In Laurie’s newsletter introducing the episode:
Anyone for Tennis?
It was Jill Ryder who provided my introduction to politics. When I told my school friend Pete Roberts that I kept seeing this beautiful, elegant, blonde-haired girl walking home from school along Alexandra Road, he warned me to keep away. She was well out of my thirteen-year-old range. Not only did she live in the posh area called Blundellsands but she was also a Young Conservative.
But couldn’t I become a Young Conservative too? Pete reckoned it was impossible. They’d never allow someone like me onto their tennis courts or into their posh dances at the Blundellsands hotel.
It was, I suspect, this failure with Jill, rather than any ideological impulse, which led me, just one year later, to join the local Labour League of Youth.
As with many later versions of Labour youth groups, the League was well-stocked with adolescent radicals ? a situation which was eventually to lead to its expulsion from the Labour Party. But at the time we were left to pursue our revolutionary ambitions, to organise marches in support of striking dockers, to protest at the wages paid to workers in local factories, to demand a halt to council house rent rises.

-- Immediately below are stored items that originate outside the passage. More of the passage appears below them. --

// SPDX-FileCopyrightText: 2026 Mindflow Contributors
// SPDX-License-Identifier: MIT OR Apache-2.0

//! Journal session logic for Mindflow.
//!
//! - [`store::EntryStore`]: newest-first, in-memory list of analysed entries
//! - [`aggregate`]: emotion frequency and sentiment distribution over a snapshot
//! - [`session::JournalSession`]: the single-flight submit/retry state machine

pub mod aggregate;
pub mod session;
pub mod store;

pub use aggregate::{DashboardSummary, EmotionCount, SentimentCount};
pub use session::{
    AppError, ErrorCategory, JournalSession, RejectReason, RequestState, SubmitOutcome, classify,
};
pub use store::EntryStore;
// SPDX-FileCopyrightText: 2026 Mindflow Contributors
// SPDX-License-Identifier: MIT OR Apache-2.0

//! Analysis adapter trait for structured-generation backends.

use async_trait::async_trait;

use crate::error::MindflowError;
use crate::traits::adapter::PluginAdapter;
use crate::types::AnalysisResult;

/// Adapter that turns journal text into a validated [`AnalysisResult`].
///
/// Implementations make exactly one outbound call per invocation. They do
/// not cache and do not retry; retry is a caller decision. Callers must not
/// pass text that is empty after trimming.
#[async_trait]
pub trait AnalysisAdapter: PluginAdapter {
    /// Analyzes one journal entry.
    ///
    /// Fails with [`MindflowError::InvalidCredentials`],
    /// [`MindflowError::Network`], [`MindflowError::ServiceUnavailable`],
    /// [`MindflowError::MalformedResponse`], or [`MindflowError::Timeout`].
    async fn analyze(&self, text: &str) -> Result<AnalysisResult, MindflowError>;
}
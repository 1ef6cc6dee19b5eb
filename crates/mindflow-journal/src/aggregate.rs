// SPDX-FileCopyrightText: 2026 Mindflow Contributors
// SPDX-License-Identifier: MIT OR Apache-2.0

//! Dashboard aggregation over a snapshot of entries.
//!
//! Both summaries are recomputed from scratch on each call. Entries without
//! an analysis contribute nothing.

use std::collections::HashMap;

use mindflow_core::{JournalEntry, Sentiment};
use serde::Serialize;

/// How many times one emotion label appears across analysed entries.
#[derive(Debug, Clone, PartialEq, Eq, Serialize)]
pub struct EmotionCount {
    pub label: String,
    pub count: usize,
}

/// How many analysed entries carry one sentiment.
#[derive(Debug, Clone, Copy, PartialEq, Eq, Serialize)]
pub struct SentimentCount {
    pub sentiment: Sentiment,
    pub count: usize,
}

/// Emotion label counts, highest first.
///
/// Labels are compared exactly. Equal counts keep the order in which the
/// labels were first seen while walking `entries` front to back.
pub fn emotion_frequency(entries: &[JournalEntry]) -> Vec<EmotionCount> {
    let mut counts: Vec<EmotionCount> = Vec::new();
    let mut index: HashMap<&str, usize> = HashMap::new();

    for analysis in entries.iter().filter_map(JournalEntry::analysis) {
        for label in &analysis.emotions {
            match index.get(label.as_str()) {
                Some(&i) => counts[i].count += 1,
                None => {
                    index.insert(label.as_str(), counts.len());
                    counts.push(EmotionCount {
                        label: label.clone(),
                        count: 1,
                    });
                }
            }
        }
    }

    // Stable sort preserves first-seen order among ties.
    counts.sort_by(|a, b| b.count.cmp(&a.count));
    counts
}

/// Sentiment counts in the fixed order Positive, Negative, Neutral.
///
/// All three categories are always present; the counts sum to the number of
/// analysed entries.
pub fn sentiment_distribution(entries: &[JournalEntry]) -> [SentimentCount; 3] {
    let mut distribution = Sentiment::ALL.map(|sentiment| SentimentCount { sentiment, count: 0 });

    for analysis in entries.iter().filter_map(JournalEntry::analysis) {
        if let Some(slot) = distribution
            .iter_mut()
            .find(|s| s.sentiment == analysis.sentiment)
        {
            slot.count += 1;
        }
    }

    distribution
}

/// Everything the dashboard view needs, computed in one pass over a snapshot.
#[derive(Debug, Clone, PartialEq, Eq, Serialize)]
pub struct DashboardSummary {
    pub total_entries: usize,
    pub analysed_entries: usize,
    pub emotion_frequency: Vec<EmotionCount>,
    pub sentiment_distribution: [SentimentCount; 3],
}

impl DashboardSummary {
    pub fn from_entries(entries: &[JournalEntry]) -> Self {
        Self {
            total_entries: entries.len(),
            analysed_entries: entries.iter().filter(|e| e.analysis().is_some()).count(),
            emotion_frequency: emotion_frequency(entries),
            sentiment_distribution: sentiment_distribution(entries),
        }
    }

    pub fn is_empty(&self) -> bool {
        self.total_entries == 0
    }
}
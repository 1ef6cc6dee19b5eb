// SPDX-FileCopyrightText: 2026 Mindflow Contributors
// SPDX-License-Identifier: MIT OR Apache-2.0

//! Test utilities for Mindflow.
//!
//! Provides a mock analysis adapter and data fixtures for fast,
//! deterministic tests without calling the Gemini API.
//!
//! # Components
//!
//! - [`MockAnalyzer`] - Mock analyzer with queued outcomes and an optional gate
//! - [`fixtures`] - Canned analyses and entries

pub mod fixtures;
pub mod mock_analyzer;

pub use mock_analyzer::MockAnalyzer;
// SPDX-FileCopyrightText: 2026 Mindflow Contributors
// SPDX-License-Identifier: MIT OR Apache-2.0

//! Google Gemini analysis adapter for Mindflow.
//!
//! This crate implements [`AnalysisAdapter`] on top of the Gemini
//! `generateContent` API using structured JSON output.

pub mod client;
pub mod schema;
pub mod types;

use std::time::Duration;

use async_trait::async_trait;
use mindflow_config::model::GeminiConfig;
use mindflow_core::error::MindflowError;
use mindflow_core::traits::{AnalysisAdapter, PluginAdapter};
use mindflow_core::types::{AnalysisResult, HealthStatus};
use tracing::{debug, info};

use crate::client::GeminiClient;
use crate::types::{Content, GenerateContentRequest, GenerationConfig};

/// Environment variables consulted, in order, when the config has no key.
pub const API_KEY_ENV_VARS: [&str; 2] = ["GEMINI_API_KEY", "API_KEY"];

/// Gemini-backed analyzer implementing [`AnalysisAdapter`].
///
/// API key resolution order: config -> `GEMINI_API_KEY` -> `API_KEY` -> error.
pub struct GeminiAnalyzer {
    client: GeminiClient,
    temperature: f64,
}

impl GeminiAnalyzer {
    /// Creates an analyzer from the `[gemini]` config section.
    ///
    /// Fails with [`MindflowError::MissingCredentials`] when no key can be
    /// resolved; callers treat that as fatal.
    pub fn new(config: &GeminiConfig) -> Result<Self, MindflowError> {
        let api_key = resolve_api_key(config.api_key.as_deref())?;
        let analyzer = Self::with_api_key(config, api_key)?;

        info!(model = %config.model, "Gemini analyzer initialized");
        Ok(analyzer)
    }

    /// Creates an analyzer with an explicit key, bypassing env lookup.
    pub fn with_api_key(config: &GeminiConfig, api_key: String) -> Result<Self, MindflowError> {
        let client = GeminiClient::new(
            api_key,
            config.model.clone(),
            config.base_url.clone(),
            Duration::from_secs(config.request_timeout_secs),
        )?;

        Ok(Self {
            client,
            temperature: config.temperature,
        })
    }

    /// Builds the structured-output request for one entry.
    fn to_request(&self, text: &str) -> GenerateContentRequest {
        GenerateContentRequest {
            contents: vec![Content::text(Some("user"), schema::analysis_prompt(text))],
            system_instruction: Some(Content::text(None, schema::SYSTEM_INSTRUCTION)),
            generation_config: GenerationConfig {
                response_mime_type: schema::RESPONSE_MIME_TYPE.to_string(),
                response_schema: schema::analysis_schema(),
                temperature: self.temperature,
            },
        }
    }
}

#[async_trait]
impl PluginAdapter for GeminiAnalyzer {
    fn name(&self) -> &str {
        "gemini"
    }

    fn version(&self) -> semver::Version {
        semver::Version::new(0, 1, 0)
    }

    async fn health_check(&self) -> Result<HealthStatus, MindflowError> {
        // Constructing the client already proved a key exists; probing the
        // API would spend quota.
        Ok(HealthStatus::Healthy)
    }
}

#[async_trait]
impl AnalysisAdapter for GeminiAnalyzer {
    async fn analyze(&self, text: &str) -> Result<AnalysisResult, MindflowError> {
        debug!(chars = text.chars().count(), model = %self.client.model(), "requesting analysis");

        let response = self.client.generate_content(&self.to_request(text)).await?;

        let raw = response.text().ok_or_else(|| MindflowError::MalformedResponse {
            message: match response.block_reason() {
                Some(reason) => format!("prompt blocked: {reason}"),
                None => "response contained no candidate text".to_string(),
            },
        })?;

        let analysis = schema::parse_analysis(&raw)?;

        info!(
            sentiment = %analysis.sentiment,
            emotions = analysis.emotions.len(),
            triggers = analysis.triggers.len(),
            suggestions = analysis.suggestions.len(),
            "analysis completed"
        );
        Ok(analysis)
    }
}

/// Resolves the API key from config, then the process environment.
pub fn resolve_api_key(configured: Option<&str>) -> Result<String, MindflowError> {
    resolve_api_key_with(configured, |name| std::env::var(name).ok())
}

/// Resolution logic with an injectable environment lookup.
pub fn resolve_api_key_with(
    configured: Option<&str>,
    lookup: impl Fn(&str) -> Option<String>,
) -> Result<String, MindflowError> {
    if let Some(key) = configured.map(str::trim).filter(|k| !k.is_empty()) {
        return Ok(key.to_string());
    }

    API_KEY_ENV_VARS
        .iter()
        .find_map(|name| lookup(name).filter(|v| !v.trim().is_empty()))
        .map(|v| v.trim().to_string())
        .ok_or_else(|| MindflowError::MissingCredentials {
            variables: format!("gemini.api_key, {}", API_KEY_ENV_VARS.join(", ")),
        })
}
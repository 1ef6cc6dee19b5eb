// SPDX-FileCopyrightText: 2026 Mindflow Contributors
// SPDX-License-Identifier: MIT OR Apache-2.0

//! Journal data model shared across the workspace.

use chrono::{DateTime, Local, Utc};
use serde::{Deserialize, Serialize};
use strum::{Display, EnumString};

/// Unique identifier for a journal entry.
///
/// Backed by a UUID v7, so the leading bits carry the creation timestamp.
#[derive(Debug, Clone, PartialEq, Eq, Hash, Serialize, Deserialize)]
pub struct EntryId(pub String);

impl EntryId {
    /// Generates a fresh timestamp-ordered identifier.
    pub fn generate() -> Self {
        Self(uuid::Uuid::now_v7().to_string())
    }
}

impl std::fmt::Display for EntryId {
    fn fmt(&self, f: &mut std::fmt::Formatter<'_>) -> std::fmt::Result {
        f.write_str(&self.0)
    }
}

/// Health status reported by adapter health checks.
#[derive(Debug, Clone, PartialEq, Eq)]
pub enum HealthStatus {
    /// Adapter is fully operational.
    Healthy,
    /// Adapter is operational but experiencing issues.
    Degraded(String),
    /// Adapter is not operational.
    Unhealthy(String),
}

/// Overall sentiment of an entry.
///
/// Declaration order is the fixed dashboard order.
#[derive(
    Debug,
    Clone,
    Copy,
    PartialEq,
    Eq,
    Hash,
    Display,
    EnumString,
    Serialize,
    Deserialize,
)]
pub enum Sentiment {
    Positive,
    Negative,
    Neutral,
}

impl Sentiment {
    /// All sentiments in dashboard order.
    pub const ALL: [Sentiment; 3] = [Sentiment::Positive, Sentiment::Negative, Sentiment::Neutral];
}

/// Structured analysis of one journal entry.
///
/// Every field is required when deserializing; a payload missing any of them
/// is rejected rather than partially filled.
#[derive(Debug, Clone, PartialEq, Eq, Serialize, Deserialize)]
pub struct AnalysisResult {
    pub sentiment: Sentiment,
    pub emotions: Vec<String>,
    pub triggers: Vec<String>,
    pub suggestions: Vec<String>,
    pub summary: String,
}

/// A submitted journal text paired with its analysis.
///
/// Fields are private: an entry is immutable once constructed.
#[derive(Debug, Clone, PartialEq, Serialize)]
pub struct JournalEntry {
    id: EntryId,
    date: String,
    created_at: DateTime<Utc>,
    text: String,
    analysis: Option<AnalysisResult>,
}

impl JournalEntry {
    /// Builds an entry stamped with the current time.
    pub fn new(text: impl Into<String>, analysis: Option<AnalysisResult>) -> Self {
        Self::at(Utc::now(), text, analysis)
    }

    /// Builds an entry stamped with the given instant.
    pub fn at(
        created_at: DateTime<Utc>,
        text: impl Into<String>,
        analysis: Option<AnalysisResult>,
    ) -> Self {
        Self {
            id: EntryId::generate(),
            date: format_display_date(&created_at.with_timezone(&Local)),
            created_at,
            text: text.into(),
            analysis,
        }
    }

    pub fn id(&self) -> &EntryId {
        &self.id
    }

    /// Human-readable local creation time, e.g. `3/14/2026, 9:05:02 PM`.
    pub fn date(&self) -> &str {
        &self.date
    }

    pub fn created_at(&self) -> DateTime<Utc> {
        self.created_at
    }

    pub fn text(&self) -> &str {
        &self.text
    }

    pub fn analysis(&self) -> Option<&AnalysisResult> {
        self.analysis.as_ref()
    }
}

fn format_display_date<Tz: chrono::TimeZone>(at: &DateTime<Tz>) -> String
where
    Tz::Offset: std::fmt::Display,
{
    at.format("%-m/%-d/%Y, %-I:%M:%S %p").to_string()
}
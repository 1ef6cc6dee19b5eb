// SPDX-FileCopyrightText: 2026 Mindflow Contributors
// SPDX-License-Identifier: MIT OR Apache-2.0

//! Post-deserialization validation for configuration values.

use crate::diagnostic::ConfigError;
use crate::model::MindflowConfig;

const LOG_LEVELS: &[&str] = &["trace", "debug", "info", "warn", "error"];

/// Validate a deserialized configuration for semantic correctness.
///
/// Collects every failure instead of stopping at the first one.
pub fn validate_config(config: &MindflowConfig) -> Result<(), Vec<ConfigError>> {
    let mut errors = Vec::new();

    let level = config.journal.log_level.trim().to_ascii_lowercase();
    if !LOG_LEVELS.contains(&level.as_str()) {
        errors.push(ConfigError::Validation {
            message: format!(
                "journal.log_level `{}` is not one of {}",
                config.journal.log_level,
                LOG_LEVELS.join(", ")
            ),
        });
    }

    if config.gemini.model.trim().is_empty() {
        errors.push(ConfigError::Validation {
            message: "gemini.model must not be empty".to_string(),
        });
    }

    let base_url = config.gemini.base_url.trim();
    if !(base_url.starts_with("https://") || base_url.starts_with("http://")) {
        errors.push(ConfigError::Validation {
            message: format!("gemini.base_url `{base_url}` must be an http(s) URL"),
        });
    }

    let temperature = config.gemini.temperature;
    if !(0.0..=2.0).contains(&temperature) {
        errors.push(ConfigError::Validation {
            message: format!("gemini.temperature must be between 0.0 and 2.0, got {temperature}"),
        });
    }

    if config.gemini.request_timeout_secs == 0 {
        errors.push(ConfigError::Validation {
            message: "gemini.request_timeout_secs must be at least 1".to_string(),
        });
    }

    if let Some(key) = &config.gemini.api_key
        && key.trim().is_empty()
    {
        errors.push(ConfigError::Validation {
            message: "gemini.api_key must not be blank when set".to_string(),
        });
    }

    if errors.is_empty() {
        Ok(())
    } else {
        Err(errors)
    }
}
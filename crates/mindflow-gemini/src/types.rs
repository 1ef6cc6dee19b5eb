// SPDX-FileCopyrightText: 2026 Mindflow Contributors
// SPDX-License-Identifier: MIT OR Apache-2.0

//! Wire types for the Gemini `generateContent` endpoint.

use serde::{Deserialize, Serialize};

/// Request body for `models/{model}:generateContent`.
#[derive(Debug, Clone, Serialize)]
#[serde(rename_all = "camelCase")]
pub struct GenerateContentRequest {
    pub contents: Vec<Content>,
    #[serde(skip_serializing_if = "Option::is_none")]
    pub system_instruction: Option<Content>,
    pub generation_config: GenerationConfig,
}

/// A role-tagged list of parts.
#[derive(Debug, Clone, Serialize, Deserialize)]
pub struct Content {
    #[serde(default, skip_serializing_if = "Option::is_none")]
    pub role: Option<String>,
    #[serde(default)]
    pub parts: Vec<Part>,
}

impl Content {
    /// A single text part with the given role.
    pub fn text(role: Option<&str>, text: impl Into<String>) -> Self {
        Self {
            role: role.map(str::to_string),
            parts: vec![Part {
                text: Some(text.into()),
                thought: None,
            }],
        }
    }
}

/// One content part. Only text parts are produced or consumed here.
#[derive(Debug, Clone, Serialize, Deserialize)]
pub struct Part {
    #[serde(default, skip_serializing_if = "Option::is_none")]
    pub text: Option<String>,
    /// Set by thinking models on reasoning parts, which are not answer text.
    #[serde(default, skip_serializing_if = "Option::is_none")]
    pub thought: Option<bool>,
}

/// Sampling and output-format settings.
#[derive(Debug, Clone, Serialize)]
#[serde(rename_all = "camelCase")]
pub struct GenerationConfig {
    pub response_mime_type: String,
    pub response_schema: serde_json::Value,
    pub temperature: f64,
}

/// Response body of a successful `generateContent` call.
#[derive(Debug, Clone, Deserialize)]
#[serde(rename_all = "camelCase")]
pub struct GenerateContentResponse {
    #[serde(default)]
    pub candidates: Vec<Candidate>,
    #[serde(default)]
    pub prompt_feedback: Option<PromptFeedback>,
    #[serde(default)]
    pub usage_metadata: Option<UsageMetadata>,
}

impl GenerateContentResponse {
    /// Concatenated answer text of the first candidate, if it has any.
    pub fn text(&self) -> Option<String> {
        let content = self.candidates.first()?.content.as_ref()?;
        let text: String = content
            .parts
            .iter()
            .filter(|p| p.thought != Some(true))
            .filter_map(|p| p.text.as_deref())
            .collect();
        if text.trim().is_empty() {
            None
        } else {
            Some(text)
        }
    }

    /// Why the prompt was blocked, if it was.
    pub fn block_reason(&self) -> Option<&str> {
        self.prompt_feedback.as_ref()?.block_reason.as_deref()
    }
}

#[derive(Debug, Clone, Deserialize)]
#[serde(rename_all = "camelCase")]
pub struct Candidate {
    #[serde(default)]
    pub content: Option<Content>,
    #[serde(default)]
    pub finish_reason: Option<String>,
}

#[derive(Debug, Clone, Deserialize)]
#[serde(rename_all = "camelCase")]
pub struct PromptFeedback {
    #[serde(default)]
    pub block_reason: Option<String>,
}

/// Token accounting reported by the API.
#[derive(Debug, Clone, Default, Deserialize)]
#[serde(rename_all = "camelCase")]
pub struct UsageMetadata {
    #[serde(default)]
    pub prompt_token_count: u32,
    #[serde(default)]
    pub candidates_token_count: u32,
    #[serde(default)]
    pub total_token_count: u32,
}

/// Error envelope returned with non-success statuses.
#[derive(Debug, Clone, Deserialize)]
pub struct ApiErrorResponse {
    pub error: ApiError,
}

#[derive(Debug, Clone, Deserialize)]
pub struct ApiError {
    #[serde(default)]
    pub code: u16,
    #[serde(default)]
    pub message: String,
    #[serde(default)]
    pub status: String,
    #[serde(default)]
    pub details: Vec<serde_json::Value>,
}

impl ApiError {
    /// True when the error payload says the API key itself was rejected.
    pub fn mentions_invalid_key(&self) -> bool {
        self.message.contains("API key not valid")
            || self.message.contains("API key expired")
            || self.details.iter().any(|d| {
                d.get("reason")
                    .and_then(|r| r.as_str())
                    .is_some_and(|r| r.starts_with("API_KEY_"))
            })
    }
}
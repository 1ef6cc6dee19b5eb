// SPDX-FileCopyrightText: 2026 Mindflow Contributors
// SPDX-License-Identifier: MIT OR Apache-2.0

//! Configuration model structs.
//!
//! All structs use `#[serde(deny_unknown_fields)]` to reject unrecognized
//! config keys at startup, providing actionable error messages.

use serde::{Deserialize, Serialize};

/// Top-level Mindflow configuration.
///
/// Loaded from TOML files following the XDG hierarchy, with environment
/// variable overrides. All sections are optional.
#[derive(Debug, Clone, Default, Deserialize, Serialize)]
#[serde(deny_unknown_fields)]
pub struct MindflowConfig {
    /// Journal session and logging settings.
    #[serde(default)]
    pub journal: JournalConfig,

    /// Gemini API settings.
    #[serde(default)]
    pub gemini: GeminiConfig,
}

/// Journal session configuration.
#[derive(Debug, Clone, Deserialize, Serialize)]
#[serde(deny_unknown_fields)]
pub struct JournalConfig {
    /// Display name shown in the shell banner and used in the prompt.
    #[serde(default = "default_journal_name")]
    pub name: String,

    /// Logging level (trace, debug, info, warn, error).
    #[serde(default = "default_log_level")]
    pub log_level: String,
}

impl Default for JournalConfig {
    fn default() -> Self {
        Self {
            name: default_journal_name(),
            log_level: default_log_level(),
        }
    }
}

fn default_journal_name() -> String {
    "mindflow".to_string()
}

fn default_log_level() -> String {
    "warn".to_string()
}

/// Gemini `generateContent` configuration.
#[derive(Debug, Clone, Deserialize, Serialize)]
#[serde(deny_unknown_fields)]
pub struct GeminiConfig {
    /// Gemini API key. `None` falls back to `GEMINI_API_KEY`, then `API_KEY`.
    #[serde(default)]
    pub api_key: Option<String>,

    /// Model used for analysis.
    #[serde(default = "default_model")]
    pub model: String,

    /// API root, without the `/models/...` suffix.
    #[serde(default = "default_base_url")]
    pub base_url: String,

    /// Sampling temperature. Low values keep analyses consistent.
    #[serde(default = "default_temperature")]
    pub temperature: f64,

    /// Deadline for one analysis request, in seconds.
    #[serde(default = "default_request_timeout_secs")]
    pub request_timeout_secs: u64,
}

impl Default for GeminiConfig {
    fn default() -> Self {
        Self {
            api_key: None,
            model: default_model(),
            base_url: default_base_url(),
            temperature: default_temperature(),
            request_timeout_secs: default_request_timeout_secs(),
        }
    }
}

fn default_model() -> String {
    "gemini-2.5-flash".to_string()
}

fn default_base_url() -> String {
    "https://generativelanguage.googleapis.com/v1beta".to_string()
}

fn default_temperature() -> f64 {
    0.5
}

fn default_request_timeout_secs() -> u64 {
    60
}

As a relatively junior member my role was confined to printing off leaflets and helping to construct placards for our regular demonstrations. My favourite slogan was nothing more than the stark injunction ”Smash Capitalism Now’. And my greatest triumph, still spoken about in later years among League members, was to smuggle myself into the grounds of the local Conservative club, and then once I was positioned outside the tennis courts, unfurl my revolutionary slogan. It was a testimony to the casual dominance of the local Conservatives that I was allowed to hold up my banner for several minutes before being firmly escorted from the grounds.
And there, among the group of young people ironically waving me farewell, was beautiful, elegant blonde-haired Jill Ryder. Or, as the League preferred to have when the matter was discussed at a later meeting, beautiful, elegant, blond-haired filthy capitalist Jill Ryder.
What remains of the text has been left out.